I understand that Scott was trying to distance Prometheus from the Alien franchise, but my question is… why? I honestly feel like the trailer gave away way too much. With lines like “we were so wrong,” and haunting (seizure-inducing) shots of Shaw running through the ship covered in blood. If I were in charge of marketing Prometheus (and there are at least 500 thousand reasons why it’s a good thing I was not), I would have relied on teaser trailers and the viral videos like David 8. Think about it: the first teaser for Amazing Spider-Man had no dialogue and no title. They didn’t need a title, because it was Spider-Man. The logo and the shot of Andrew Garfield in his suit was enough.

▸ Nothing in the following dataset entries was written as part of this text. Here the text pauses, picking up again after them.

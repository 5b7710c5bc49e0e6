//! Swift: classes, protocols, extensions, `let`/`var` bindings.

use super::{BlockStyle, InheritanceStyle, LanguageSpec, VisibilityStyle};
use crate::analysis::ElementKind;

pub(super) fn spec() -> LanguageSpec {
    LanguageSpec::new("swift", "Swift")
        .single_comment("//")
        .multi_comment("/*", "*/")
        .blocks(BlockStyle::Braces)
        .visibility(VisibilityStyle::Swift)
        .inheritance(InheritanceStyle::Colon)
        .rule(
            ElementKind::Class,
            r"^(\s*(?:public\s+|private\s+|internal\s+|open\s+|fileprivate\s+)?(?:final\s+)?class\s+(\w+))",
        )
        .rule(
            ElementKind::Struct,
            r"^(\s*(?:public\s+|private\s+|internal\s+)?struct\s+(\w+))",
        )
        .rule(
            ElementKind::Enum,
            r"^(\s*(?:public\s+|private\s+|internal\s+)?enum\s+(\w+))",
        )
        .rule(
            ElementKind::Protocol,
            r"^(\s*(?:public\s+|private\s+|internal\s+)?protocol\s+(\w+))",
        )
        .rule(
            ElementKind::Extension,
            r"^(\s*(?:public\s+|private\s+|internal\s+)?extension\s+(\w+))",
        )
        .rule(
            ElementKind::Function,
            r"^(\s*(?:public\s+|private\s+|internal\s+|open\s+)?(?:static\s+|class\s+)?(?:override\s+)?func\s+(\w+))",
        )
        .rule(ElementKind::Import, r"^(\s*import\s+(\w+))")
        .rule(
            ElementKind::Constant,
            r"^(\s*(?:public\s+|private\s+)?(?:static\s+)?let\s+(\w+)\s*(?::|\s*=))",
        )
        .rule(
            ElementKind::Variable,
            r"^(\s*(?:public\s+|private\s+)?(?:static\s+)?var\s+(\w+)\s*(?::|\s*=))",
        )
}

Obviously Prometheus would have suffered if it was advertised by nothing but teasers, but about half-way through the movie I just found myself waiting for the scenes I had seen in the trailer. It was like a crappy comedy film where they put all the funny lines in the trailer, except instead of a crappy comedy, Prometheus is a multi-million dollar, amazingly directed sci-fi film.

The verdict? Gorgeous film, awesome acting and I’m a little bit in platonic love Charlize Theron. I genuinely enjoyed Prometheus, but I honestly think I enjoyed Alien more. But I’m also platonically in love with Sigourney Weaver, so there’s that.